These biscotti have two types of chocolate worked in - uneven rocks of chopped bittersweet chocolate (made using our handy Chocolate Chipper Jen got us!) and Dutch-process cocoa powder. The bittersweet chocolate pieces are worked in the dry ingredients, along with the whole, unsalted pistachio nuts. You'll notice in the ingredient list that I used a combo of all-purpose and whole-wheat pastry flours, but you can use completely all-purpose if desired. I like throwing the pastry flour in all sorts of different recipes for extra nutrition as it is lighter than regular whole-wheat flour, leaving you with baked goods that retain the familiar texture one is used to. White whole-wheat flour is great for this too, but it is often more expensive and not as easy to find.
To bind that mixture together, eggs, a couple pats worth of melted butter, vanilla and the smooth cocoa powder are whisked together and poured in. Start out by using a sturdy wooden spoon to bring the dough together, but do note that this will be fairly stiff and on the drier side - I ended up just using my hands to lightly finish incorporating the last few bits. After halving the dough to get two even pieces, instead of using flour to ease rolling the dough into logs, they are formed on a bed riddled with crunchy granulated sugar. Just before going into the oven, the logs are sprinkled with a touch more sugar on top for sparkle.

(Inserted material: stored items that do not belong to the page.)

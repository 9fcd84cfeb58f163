//! # snarkjs Prover
//!
//! Generates real Groth16 proofs by shelling out to `snarkjs`:
//!
//! 1. write the circuit input to `input.json` in a scratch directory,
//! 2. `snarkjs wtns calculate <wasm> input.json witness.wtns`,
//! 3. `snarkjs groth16 prove <zkey> witness.wtns proof.json public.json`,
//! 4. read back the proof and the public signals.
//!
//! The scratch directory is removed when the request finishes.

use std::ffi::OsStr;
use std::path::Path;

use async_trait::async_trait;
use tokio::process::Command;

use rln_core::FieldElement;

use crate::config::ProverConfig;
use crate::input::ProofInput;
use crate::proof::{Groth16Proof, PublicSignals, RlnFullProof, SnarkProof};
use crate::traits::{Prover, ProverError};

/// Prover backed by the `snarkjs` CLI.
#[derive(Debug, Clone)]
pub struct SnarkjsProver {
    config: ProverConfig,
}

impl SnarkjsProver {
    /// Create a prover after checking the circuit artifacts exist.
    pub fn new(config: ProverConfig) -> Result<Self, ProverError> {
        config.validate()?;
        Ok(Self { config })
    }

    pub fn config(&self) -> &ProverConfig {
        &self.config
    }

    async fn run<I, S>(&self, args: I) -> Result<(), ProverError>
    where
        I: IntoIterator<Item = S>,
        S: AsRef<OsStr>,
    {
        let output = Command::new(&self.config.snarkjs_bin)
            .args(args)
            .kill_on_drop(true)
            .output()
            .await?;
        if output.status.success() {
            Ok(())
        } else {
            let stderr = String::from_utf8_lossy(&output.stderr);
            let stdout = String::from_utf8_lossy(&output.stdout);
            let detail = if stderr.trim().is_empty() {
                stdout
            } else {
                stderr
            };
            Err(ProverError::Prover(format!(
                "snarkjs exited with {}: {}",
                output.status,
                detail.trim()
            )))
        }
    }
}

async fn read_json<T: serde::de::DeserializeOwned>(path: &Path) -> Result<T, ProverError> {
    let bytes = tokio::fs::read(path).await?;
    Ok(serde_json::from_slice(&bytes)?)
}

#[async_trait]
impl Prover for SnarkjsProver {
    fn backend(&self) -> &'static str {
        "snarkjs"
    }

    async fn generate_proof(&self, input: &ProofInput) -> Result<RlnFullProof, ProverError> {
        let circuit_input = input.to_circuit_input()?;

        let scratch = tempfile::tempdir()?;
        let input_path = scratch.path().join("input.json");
        let witness_path = scratch.path().join("witness.wtns");
        let proof_path = scratch.path().join("proof.json");
        let public_path = scratch.path().join("public.json");

        tokio::fs::write(&input_path, serde_json::to_vec(&circuit_input)?).await?;

        tracing::info!(
            wasm = %self.config.circuit_wasm.display(),
            "calculating witness"
        );
        self.run([
            OsStr::new("wtns"),
            OsStr::new("calculate"),
            self.config.circuit_wasm.as_os_str(),
            input_path.as_os_str(),
            witness_path.as_os_str(),
        ])
        .await?;

        tracing::info!(
            zkey = %self.config.proving_key.display(),
            "generating groth16 proof"
        );
        self.run([
            OsStr::new("groth16"),
            OsStr::new("prove"),
            self.config.proving_key.as_os_str(),
            witness_path.as_os_str(),
            proof_path.as_os_str(),
            public_path.as_os_str(),
        ])
        .await?;

        let proof: Groth16Proof = read_json(&proof_path).await?;
        let ordered: Vec<FieldElement> = read_json(&public_path).await?;
        let public_signals = PublicSignals::from_ordered(&ordered)?;

        Ok(RlnFullProof {
            snark_proof: SnarkProof {
                proof,
                public_signals,
            },
            epoch: input.epoch,
            rln_identifier: input.rln_identifier,
        })
    }
}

The first trip through the oven, the logs are baked until they have risen and are firm in the center if you lightly press on the tops - a good point to check is when you smell an overwhelming burst of chocolate aroma streaming out from the oven. As we've been doing for some time now, after the biscotti loaves have had a chance to cool down, we spritzed the top with just a little water - this ever-so-slightly softens the outer crust, allowing you the slice through them with little crumbling. You may think that using the whole nuts would make them difficult to slice, but the nuts are pretty tender while the loaves are still warm and don't resist much - just use a serrated knife and it should glide through.
Baked for a second time to dry them out, giving the crunchy texture one wants with biscotti, you can shorten the second trip through the oven if you don't like them quite as hard - try shaving 5 to 7 minutes off and see how you like it. While the cocoa powder adds a more delicate chocolate flavor, bringing that bittersweet chocolate ensures you get a satisfying chocolate fix without making the biscotti too sweet. If you want to intensify the chocolate essence, try dispersing a couple teaspoons or so of instant espresso powder into the melted butter - it won't come across as a coffee flavor, but pairing it with chocolate heightens the subtle notes that tend to get masked. If you don't groove on pistachios, don't be shy in swapping them out - think about peanuts, almonds or even hazelnuts for a nutella-like tone.